Task details: Return, exactly as written, every line from the first line of the data below through the line that contains "pub const MAX_ACTIVE: usize = 5;".

** Supplied data follows **

//! # Active Pitch-Class Tracker
//!
//! Smooths chroma over time and keeps a per-pitch-class "hold" value with
//! fast attack and slow decay. Pitch classes whose hold is high enough form
//! the active set handed to the chord identifier.

use crate::chroma::Chroma;
use crate::tuning::{PITCH_CLASSES, PitchClassSet};

/// Weight of the previous smoothed value in the moving average.
const SMOOTHING: f32 = 0.82;
const STRONG_ATTACK_LEVEL: f32 = 0.34;
const STRONG_ATTACK: f32 = 0.30;
const WEAK_ATTACK_LEVEL: f32 = 0.23;
const WEAK_ATTACK: f32 = 0.08;
/// Hold decay per frame while playing but below the attack levels.
const PLAYING_DECAY: f32 = 0.965;
/// Hold decay per frame while the noise gate is closed.
const SILENCE_DECAY: f32 = 0.95;
/// A pitch class is active while its hold exceeds this.
const ACTIVE_LEVEL: f32 = 0.55;
/// Upper bound on the active set size.
pub const MAX_ACTIVE: usize = 5;

#[derive(Debug, Clone, Default)]
pub struct PitchClassTracker {
    smoothed: Chroma,
    hold: [f32; PITCH_CLASSES],
}

impl PitchClassTracker {
    pub fn new() -> Self {
        Self::default()
    }

    pub fn smoothed(&self) -> &Chroma {
        &self.smoothed
    }

    pub fn hold(&self) -> &[f32; PITCH_CLASSES] {
        &self.hold
    }

    /// Folds one frame of chroma into the tracker and returns the active set.
    pub fn update(&mut self, chroma: &Chroma, has_signal: bool) -> PitchClassSet {
        for (smoothed, &value) in self.smoothed.iter_mut().zip(chroma.iter()) {
            *smoothed = (SMOOTHING * *smoothed + (1.0 - SMOOTHING) * value).clamp(0.0, 1.0);
        }

        if !has_signal {
            for hold in self.hold.iter_mut() {
                *hold *= SILENCE_DECAY;
            }
        } else {
            for (hold, &smoothed) in self.hold.iter_mut().zip(self.smoothed.iter()) {
                if smoothed >= STRONG_ATTACK_LEVEL {
                    *hold = (*hold + STRONG_ATTACK).min(1.0);
                } else if smoothed >= WEAK_ATTACK_LEVEL {
                    *hold = (*hold + WEAK_ATTACK).min(1.0);
                } else {
                    *hold *= PLAYING_DECAY;
                }
            }
        }

        self.active_set()
    }

    /// Pitch classes whose hold exceeds the active level, capped to the
    /// strongest [`MAX_ACTIVE`].
    pub fn active_set(&self) -> PitchClassSet {
        let mut active: Vec<usize> = (0..PITCH_CLASSES)
            .filter(|&pc| self.hold[pc] > ACTIVE_LEVEL)
            .collect();

        if active.len() > MAX_ACTIVE {
            // Stable sort: equal holds keep ascending pitch-class order.
            active.sort_by(|&a, &b| self.hold[b].total_cmp(&self.hold[a]));
            active.truncate(MAX_ACTIVE);
        }

        active.into_iter().collect()
    }

    pub fn reset(&mut self) {
        self.smoothed = [0.0; PITCH_CLASSES];
        self.hold = [0.0; PITCH_CLASSES];
    }
}

#[cfg(test)]
mod tests {
    use super::*;

    fn chroma_of(classes: &[usize]) -> Chroma {
        let mut chroma = [0.0; PITCH_CLASSES];
        for &pc in classes {
            chroma[pc] = 1.0;
        }
        chroma
    }

    #[test]
    fn sustained_triad_becomes_active_after_a_few_frames() {
        let mut tracker = PitchClassTracker::new();
        let chroma = chroma_of(&[0, 4, 7]);

        // smoothed: 0.18, 0.33, 0.45 -> holds 0, 0.08, 0.38, 0.68
        let frames: Vec<PitchClassSet> = (0..4).map(|_| tracker.update(&chroma, true)).collect();

        assert!(frames[2].is_empty());
        assert_eq!(frames[3].iter().collect::<Vec<_>>(), vec![0, 4, 7]);
    }

    #[test]
    fn silence_decays_hold_slowly() {
        let mut tracker = PitchClassTracker::new();
        let chroma = chroma_of(&[9]);
        for _ in 0..10 {
            tracker.update(&chroma, true);
        }
        assert_eq!(tracker.hold()[9], 1.0);

        // 0.95^11 ~= 0.569, 0.95^12 ~= 0.540
        let silent = [0.0; PITCH_CLASSES];
        for _ in 0..11 {
            assert!(tracker.update(&silent, false).contains(9));
        }
        assert!(!tracker.update(&silent, false).contains(9));
    }

    #[test]
    fn broadband_noise_is_capped_to_the_strongest_five() {
        let mut tracker = PitchClassTracker::new();
        let all = [1.0; PITCH_CLASSES];
        for _ in 0..10 {
            let active = tracker.update(&all, true);
            assert!(active.len() <= MAX_ACTIVE);
        }
        // Every hold is saturated at 1.0, so ties keep the lowest indices.
        assert_eq!(tracker.active_set().iter().collect::<Vec<_>>(), vec![0, 1, 2, 3, 4]);
    }

    #[test]
    fn holds_stay_within_unit_range() {
        let mut tracker = PitchClassTracker::new();
        for frame in 0..200 {
            let mut chroma = [0.0; PITCH_CLASSES];
            for (pc, value) in chroma.iter_mut().enumerate() {
                *value = (((frame * 7 + pc * 5) % 11) as f32) / 10.0;
            }
            tracker.update(&chroma, frame % 9 != 0);
            assert!(tracker.hold().iter().all(|h| (0.0..=1.0).contains(h)));
            assert!(tracker.smoothed().iter().all(|s| (0.0..=1.0).contains(s)));
        }
    }

    #[test]
    fn reset_clears_state() {
        let mut tracker = PitchClassTracker::new();
        for _ in 0..10 {
            tracker.update(&chroma_of(&[2, 6, 9]), true);
        }
        tracker.reset();
        assert!(tracker.active_set().is_empty());
        assert!(tracker.smoothed().iter().all(|&s| s == 0.0));
    }
}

** End of Supplied data **

Result for this task:
//! # Active Pitch-Class Tracker
//!
//! Smooths chroma over time and keeps a per-pitch-class "hold" value with
//! fast attack and slow decay. Pitch classes whose hold is high enough form
//! the active set handed to the chord identifier.

use crate::chroma::Chroma;
use crate::tuning::{PITCH_CLASSES, PitchClassSet};

/// Weight of the previous smoothed value in the moving average.
const SMOOTHING: f32 = 0.82;
const STRONG_ATTACK_LEVEL: f32 = 0.34;
const STRONG_ATTACK: f32 = 0.30;
const WEAK_ATTACK_LEVEL: f32 = 0.23;
const WEAK_ATTACK: f32 = 0.08;
/// Hold decay per frame while playing but below the attack levels.
const PLAYING_DECAY: f32 = 0.965;
/// Hold decay per frame while the noise gate is closed.
const SILENCE_DECAY: f32 = 0.95;
/// A pitch class is active while its hold exceeds this.
const ACTIVE_LEVEL: f32 = 0.55;
/// Upper bound on the active set size.
pub const MAX_ACTIVE: usize = 5;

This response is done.